Es jueves 2 de febrero de 1933 en la ciudad de Le Mans, departamento del Sarthe. Son alrededor de las ocho de la noche, la policía municipal se presenta en casa de René Lancelin, quien no logra entrar en su domicilio, fuerza la puerta del ex procurador judicial y descubre en el primer piso a la señora Lancelin y a su hija asesinadas, con los cuerpos horrorosamente mutilados y los ojos arrancados de sus órbitas. En el segundo piso, refugiadas en el fondo de su lecho y pegadas una a la otra, las dos sirvientas modelo, Christine y Léa Papin, confiesan sin dificultad haber cometido el doble asesinato de sus patronas, patronas irreprochables, según las palabras de las propias sirvientas. Únicamente, un incidente menor relacionado con una plancha descompuesta y un fusible que saltó parece haber desencadenado la “sanguinaria matanza”.

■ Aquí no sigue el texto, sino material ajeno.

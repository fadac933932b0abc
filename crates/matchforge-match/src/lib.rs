//! Match orchestration for Matchforge.
//!
//! The [`Orchestrator`] owns every state transition of a match: create,
//! invite, accept/decline, start, leave. It works purely against a
//! [`SessionStore`](matchforge_store::SessionStore) and never touches a
//! connection, so all of it can be tested without a network. Who gets
//! notified about what is decided by the caller from the values these
//! operations return.
//!
//! # Key types
//!
//! - [`Orchestrator`] — the operations
//! - [`MatchConfig`] — invitation TTL and start threshold
//! - [`MatchError`] — failures, each mapped to a wire
//!   [`ErrorCode`](matchforge_protocol::ErrorCode)
//! - [`form_teams`] — the deterministic two-team split used at start
//!
//! ```text
//!            create_match            start_match
//!  (none) ───────────────→ Waiting ─────────────→ Starting
//!                           │  ↑
//!          invite_friends   │  │ respond_invite(accept)
//!                           ↓  │
//!                       invite:{m}:{u} (TTL)
//! ```

mod config;
mod error;
mod locks;
mod orchestrator;
mod teams;

pub use config::MatchConfig;
pub use error::MatchError;
pub use orchestrator::{
    InviteOutcome, InviteReport, LeaveOutcome, Orchestrator, StartedMatch,
};
pub use teams::form_teams;
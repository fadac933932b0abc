//! Shared session store for Matchforge.
//!
//! All cross-connection state (who is online on which connection, who is
//! in which match, match records, pending invitations) lives behind the
//! [`SessionStore`] trait rather than in any one connection handler's
//! memory. The command set mirrors a small subset of a Redis-style
//! key-value server: strings with optional TTL and string hashes.
//!
//! [`MemoryStore`] is the in-process implementation used by the demo
//! server and by tests.
//!
//! ```text
//! Gateway ──┐
//!           ├──→ SessionStore (this crate) ──→ MemoryStore / remote backend
//! Orchestrator
//! ```

pub mod keys;

mod error;
mod memory;

pub use error::StoreError;
pub use memory::MemoryStore;

use std::future::Future;
use std::time::Duration;

/// A shared key-value store with string and hash values.
///
/// Implementations must serialize conflicting writes to the same key;
/// callers never hold a lock across two commands.
///
/// Every method returns `impl Future + Send` so handlers generic over the
/// store can still be spawned onto the multi-threaded runtime.
pub trait SessionStore: Send + Sync + 'static {
    /// Returns the string at `key`, or `None` if absent or expired.
    fn get(
        &self,
        key: &str,
    ) -> impl Future<Output = Result<Option<String>, StoreError>> + Send;

    /// Stores a string at `key`, replacing any previous value and TTL.
    /// With `ttl = Some(d)` the key disappears `d` after this call.
    fn set(
        &self,
        key: &str,
        value: String,
        ttl: Option<Duration>,
    ) -> impl Future<Output = Result<(), StoreError>> + Send;

    /// Atomically reads and deletes the string at `key`.
    ///
    /// Two concurrent callers can never both observe the same value.
    fn take(
        &self,
        key: &str,
    ) -> impl Future<Output = Result<Option<String>, StoreError>> + Send;

    /// Deletes `key` (string or hash). Returns `true` if it existed.
    fn del(
        &self,
        key: &str,
    ) -> impl Future<Output = Result<bool, StoreError>> + Send;

    /// Returns `true` if `key` exists (and has not expired).
    fn exists(
        &self,
        key: &str,
    ) -> impl Future<Output = Result<bool, StoreError>> + Send;

    /// Returns `field` of the hash at `key`.
    fn hget(
        &self,
        key: &str,
        field: &str,
    ) -> impl Future<Output = Result<Option<String>, StoreError>> + Send;

    /// Sets `field` of the hash at `key`, creating the hash if needed.
    fn hset(
        &self,
        key: &str,
        field: &str,
        value: String,
    ) -> impl Future<Output = Result<(), StoreError>> + Send;

    /// Removes `field` from the hash at `key`. Returns `true` if it existed.
    fn hdel(
        &self,
        key: &str,
        field: &str,
    ) -> impl Future<Output = Result<bool, StoreError>> + Send;
}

Esta crónica policial, aparecida en la primera plana del periódico local, La Sarthe, abría el misterio del caso “Lancelin-Papin”, misterio que daría lugar, durante medio siglo, a las más diversas interpretaciones y a polémicas entre expertos, pero también a creaciones literarias, cinematográficas y, finalmente, a la instalación de toda una iconografía, lo cual permitió que cada uno le atribuyera al crimen el color más conveniente para sostener su doctrina o su fantasía.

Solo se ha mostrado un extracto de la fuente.